69 espèces d’animaux sauvages

1.8 millions de touristes passent chaque année à Jasper ; la plupart ont l’espoir d’apercevoir un ours sur leur chemin. Environ 80 Grizzly et le même nombre d’ours noirs peuplent les 10 000 km2 du parc. L’un des rôles de Mike Missekey et de ses collègues est pourtant d’effrayer ces animaux, afin qu’ils restent sauvages et se tiennent à l’écart des humains. « C’est paradoxal, s’exclame Mike dans un sourire, mais c’est nécessaire. En temps normal, j’aurai même utilisé une fusée pour faire peur à l’ours, mais aujourd’hui il fait trop sec, cela risquerait de faire partir un feu ». Trop sec, et trop chaud : la ville de Jasper enregistre 36 C ce 14 juillet. De quoi faire rêver à la poudreuse qui, en hiver, fait le bonheur des snowboardeurs de Jasper. À cette saison, ce sont les loups qui parcourent la route goudronnée. N’ayant jamais été chassés dans le parc, ils sont très peu farouches, « alors quand on les voit, on leur tire dessus avec des balles de gomme », poursuit le garde.

Uniforme vert

Plus loin sur la route du lac Maligne, le plus long lac des rocheuses avec ses 22 km de long, des photographes scrutent des femelles wapitis et des cerfs. « Ça me fait toujours un peu rire, ils ont si communs pour moi ! Mais je ne dois pas oublié que beaucoup en voient pour la première fois de leur vie », note le garde. Mike patrouille en voiture, mais certains des gardes de l’arrière-pays surveillent les chemins à cheval. Ils vivent dans des postes éloignés de la ville, travaillent 14 jours pour 6 jours de repos.

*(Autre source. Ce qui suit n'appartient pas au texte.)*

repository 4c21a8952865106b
pub mod app;
pub mod config;
pub mod database;
pub mod error;
pub mod middleware;
pub mod models;
pub mod queries;
pub mod routes;
pub mod services;
pub mod utils;

pub use app::AppState;
pub use config::AppConfig;
pub use error::{AppError, Result};
use std::collections::BTreeMap;

use chrono::{DateTime, NaiveDate, Utc};
use rust_decimal::Decimal;
use serde::{Deserialize, Serialize};
use uuid::Uuid;

use super::Equipment;

// DB models

#[derive(Debug, Clone, Serialize, Deserialize, sqlx::FromRow)]
pub struct ProductView {
    pub id: i64,
    pub equipment_id: i32,
    pub user_id: Option<Uuid>,
    pub ip_address: Option<String>,
    pub user_agent: Option<String>,
    pub viewed_at: DateTime<Utc>,
}

#[derive(Debug, Clone, Serialize, Deserialize, sqlx::FromRow)]
pub struct PriceHistory {
    pub id: i32,
    pub equipment_id: i32,
    pub old_price: Decimal,
    pub new_price: Decimal,
    pub changed_by: Option<Uuid>,
    pub changed_at: DateTime<Utc>,
}

#[derive(Debug, Clone, Serialize, Deserialize, sqlx::FromRow)]
pub struct Order {
    pub id: i32,
    pub equipment_id: i32,
    pub quantity: i32,
    pub total_price: Decimal,
    pub status: String,
    pub created_at: DateTime<Utc>,
}

/// Catalog columns the dashboard needs.
#[derive(Debug, Clone, sqlx::FromRow)]
pub struct EquipmentSummary {
    pub id: i32,
    pub name: String,
    pub price: Decimal,
    pub stock: i32,
    pub category: Option<String>,
}

#[derive(Debug, Clone, sqlx::FromRow)]
pub struct ViewEvent {
    pub equipment_id: i32,
    pub viewed_at: DateTime<Utc>,
}

#[derive(Debug)]
pub struct NewProductView {
    pub equipment_id: i32,
    pub user_id: Option<Uuid>,
    pub ip_address: Option<String>,
    pub user_agent: Option<String>,
}

// Request types

#[derive(Debug, Deserialize)]
pub struct TrackViewRequest {
    pub equipment_id: Option<i32>,
    pub user_id: Option<Uuid>,
    pub ip_address: Option<String>,
    pub user_agent: Option<String>,
}

// Response types

#[derive(Debug, Serialize)]
pub struct SuccessResponse {
    pub success: bool,
}

impl SuccessResponse {
    pub fn ok() -> Self {
        Self { success: true }
    }
}

#[derive(Debug, Clone, Serialize, PartialEq)]
pub struct PopularProduct {
    pub id: i32,
    pub name: String,
    pub views: usize,
    pub orders: i64,
    pub stock: i32,
    pub price: Decimal,
}

#[derive(Debug, Clone, Serialize, PartialEq)]
#[serde(rename_all = "camelCase")]
pub struct DashboardStats {
    pub total_products: usize,
    pub total_views: usize,
    pub total_orders: usize,
    pub low_stock: usize,
    pub categories: Vec<String>,
    pub popular_products: Vec<PopularProduct>,
    pub recent_price_changes: Vec<PriceChangeSummary>,
    pub sales_by_category: BTreeMap<String, i64>,
    pub daily_views: BTreeMap<String, usize>,
}

#[derive(Debug, Clone, Serialize, PartialEq, sqlx::FromRow)]
pub struct PriceChangeSummary {
    pub equipment_id: i32,
    pub old_price: Decimal,
    pub new_price: Decimal,
    pub changed_at: DateTime<Utc>,
}

#[derive(Debug, Clone, Serialize, PartialEq)]
pub struct DailyStat {
    pub stat_date: NaiveDate,
    pub views: usize,
}

#[derive(Debug, Serialize)]
pub struct EquipmentStats {
    pub equipment: Equipment,
    pub total_views: usize,
    pub total_orders: i64,
    pub recent_views: Vec<ProductView>,
    pub price_history: Vec<PriceHistory>,
    pub daily_stats: Vec<DailyStat>,
}
mod app_error;

pub use app_error::AppError;

pub type Result<T> = std::result::Result<T, AppError>;
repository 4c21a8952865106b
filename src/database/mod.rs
mod connection;

pub use connection::{check_health, create_pool};
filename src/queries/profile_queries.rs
use sqlx::PgPool;
use uuid::Uuid;

use crate::{
    error::Result,
    models::{NewProfile, Profile},
};

pub async fn find_by_id(pool: &PgPool, id: Uuid) -> Result<Option<Profile>> {
    let profile = sqlx::query_as::<_, Profile>("SELECT * FROM profiles WHERE id = $1")
        .bind(id)
        .fetch_optional(pool)
        .await?;

    Ok(profile)
}

/// Inserts the profile unless one already exists for the id.
pub async fn create_profile(pool: &PgPool, profile: &NewProfile) -> Result<Profile> {
    let profile = sqlx::query_as::<_, Profile>(
        "INSERT INTO profiles (id, email, name, avatar_url, role)
         VALUES ($1, $2, $3, $4, $5)
         ON CONFLICT (id) DO UPDATE SET updated_at = profiles.updated_at
         RETURNING *",
    )
    .bind(profile.id)
    .bind(&profile.email)
    .bind(&profile.name)
    .bind(&profile.avatar_url)
    .bind(profile.role.as_str())
    .fetch_one(pool)
    .await?;

    Ok(profile)
}
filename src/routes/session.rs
use axum::{
    Json,
    extract::State,
    response::{AppendHeaders, IntoResponse},
};
use http::header::SET_COOKIE;

use crate::{
    AppState,
    models::{AuthCheckResponse, MessageResponse},
    utils::extractors::OptionalSession,
};

pub async fn check_auth(OptionalSession(session): OptionalSession) -> Json<AuthCheckResponse> {
    Json(AuthCheckResponse {
        authorized: session.is_some(),
        user: session,
    })
}

pub async fn logout(State(state): State<AppState>) -> impl IntoResponse {
    (
        AppendHeaders([(SET_COOKIE, state.cookies.clear_session_cookie())]),
        Json(MessageResponse::new("Logged out")),
    )
}
use sqlx::PgPool;
use uuid::Uuid;

use crate::{error::Result, models::Favorite};

pub async fn find_by_user(pool: &PgPool, user_id: Uuid) -> Result<Vec<Favorite>> {
    let favorites = sqlx::query_as::<_, Favorite>(
        "SELECT * FROM favorites WHERE user_id = $1 ORDER BY created_at DESC",
    )
    .bind(user_id)
    .fetch_all(pool)
    .await?;

    Ok(favorites)
}

/// Idempotent: an existing pair is returned unchanged.
pub async fn add_favorite(pool: &PgPool, user_id: Uuid, equipment_id: i32) -> Result<Favorite> {
    let favorite = sqlx::query_as::<_, Favorite>(
        "INSERT INTO favorites (user_id, equipment_id)
         VALUES ($1, $2)
         ON CONFLICT (user_id, equipment_id) DO UPDATE SET user_id = EXCLUDED.user_id
         RETURNING *",
    )
    .bind(user_id)
    .bind(equipment_id)
    .fetch_one(pool)
    .await?;

    Ok(favorite)
}

pub async fn remove_favorite(pool: &PgPool, user_id: Uuid, equipment_id: i32) -> Result<()> {
    sqlx::query("DELETE FROM favorites WHERE user_id = $1 AND equipment_id = $2")
        .bind(user_id)
        .bind(equipment_id)
        .execute(pool)
        .await?;

    Ok(())
}

pub async fn is_favorite(pool: &PgPool, user_id: Uuid, equipment_id: i32) -> Result<bool> {
    let exists: bool = sqlx::query_scalar(
        "SELECT EXISTS(SELECT 1 FROM favorites WHERE user_id = $1 AND equipment_id = $2)",
    )
    .bind(user_id)
    .bind(equipment_id)
    .fetch_one(pool)
    .await?;

    Ok(exists)
}

pub async fn delete_by_equipment(pool: &PgPool, equipment_id: i32) -> Result<u64> {
    let result = sqlx::query("DELETE FROM favorites WHERE equipment_id = $1")
        .bind(equipment_id)
        .execute(pool)
        .await?;

    Ok(result.rows_affected())
}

Mike porte le chapeau et l’uniforme vert de Parc Canada depuis 1999. « Les gens veulent souvent me prendre en photo ! ». Il vient de la Saskatchewan, est arrivé à Banff pour travailler dans le grand hôtel puis à multiplier les activités physiques (guide de rafting, sauveteur en mer...) avant de pouvoir passer les tests pour devenir garde. À présent encore, il change d’activité tous les jours, et toutes les saisons. « Hier j’entraînais des nouveaux en hélicoptère », raconte-t-il. En hiver, il fait partie de la patrouille de ski, qui s’occupe des sauvetages après les avalanches. Il aime son métier, et on le comprend.



Patrimoine mondial

Le parc National de Jasper fête cette année ses 100 ans. Il fût créé en 1907 dans un but commercial – l’exploitation minière, forestière et bien-sûr touristique y étaient autorisées. Cependant, un commissaire visionnaire, James B. Harkin, prévoyait les dangers de la sur utilisation de cet espace naturel. À force de persévérance, il fit changer le règlement du parc en 1930. Depuis, le parc est voué à la protection de la faune et de la flore et fait partie du site du patrimoine mondial des rocheuses.